Give back every line of the data, transcribed exactly.

#### Input for this task ####

//! Raw viewing-history records.

use serde::{Deserialize, Serialize};

/// One row of the viewing-history export.
///
/// `date` is kept exactly as exported; it is only parsed when a sort key
/// is needed.
#[derive(Debug, Clone, PartialEq, Eq, Serialize, Deserialize)]
pub struct RawRecord {
    /// Title as exported, e.g. `"Show: Season 1: Pilot"`.
    pub title: String,
    /// Watch date, expected as `M/D/YY`.
    pub date: String,
}

impl RawRecord {
    /// Create a record from anything string-like.
    pub fn new(title: impl Into<String>, date: impl Into<String>) -> Self {
        Self {
            title: title.into(),
            date: date.into(),
        }
    }
}

/// Records loaded from a source plus how many rows were dropped.
#[derive(Debug, Clone, Default)]
pub struct LoadReport {
    /// Records in source row order.
    pub records: Vec<RawRecord>,
    /// Rows skipped because they had no title.
    pub skipped_rows: usize,
}

impl LoadReport {
    /// Total rows seen in the source.
    pub fn total_rows(&self) -> usize {
        self.records.len() + self.skipped_rows
    }
}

####

Written answer:
//! Raw viewing-history records.

use serde::{Deserialize, Serialize};

/// One row of the viewing-history export.
///
/// `date` is kept exactly as exported; it is only parsed when a sort key
/// is needed.
#[derive(Debug, Clone, PartialEq, Eq, Serialize, Deserialize)]
pub struct RawRecord {
    /// Title as exported, e.g. `"Show: Season 1: Pilot"`.
    pub title: String,
    /// Watch date, expected as `M/D/YY`.
    pub date: String,
}

impl RawRecord {
    /// Create a record from anything string-like.
    pub fn new(title: impl Into<String>, date: impl Into<String>) -> Self {
        Self {
            title: title.into(),
            date: date.into(),
        }
    }
}

/// Records loaded from a source plus how many rows were dropped.
#[derive(Debug, Clone, Default)]
pub struct LoadReport {
    /// Records in source row order.
    pub records: Vec<RawRecord>,
    /// Rows skipped because they had no title.
    pub skipped_rows: usize,
}

impl LoadReport {
    /// Total rows seen in the source.
    pub fn total_rows(&self) -> usize {
        self.records.len() + self.skipped_rows
    }
}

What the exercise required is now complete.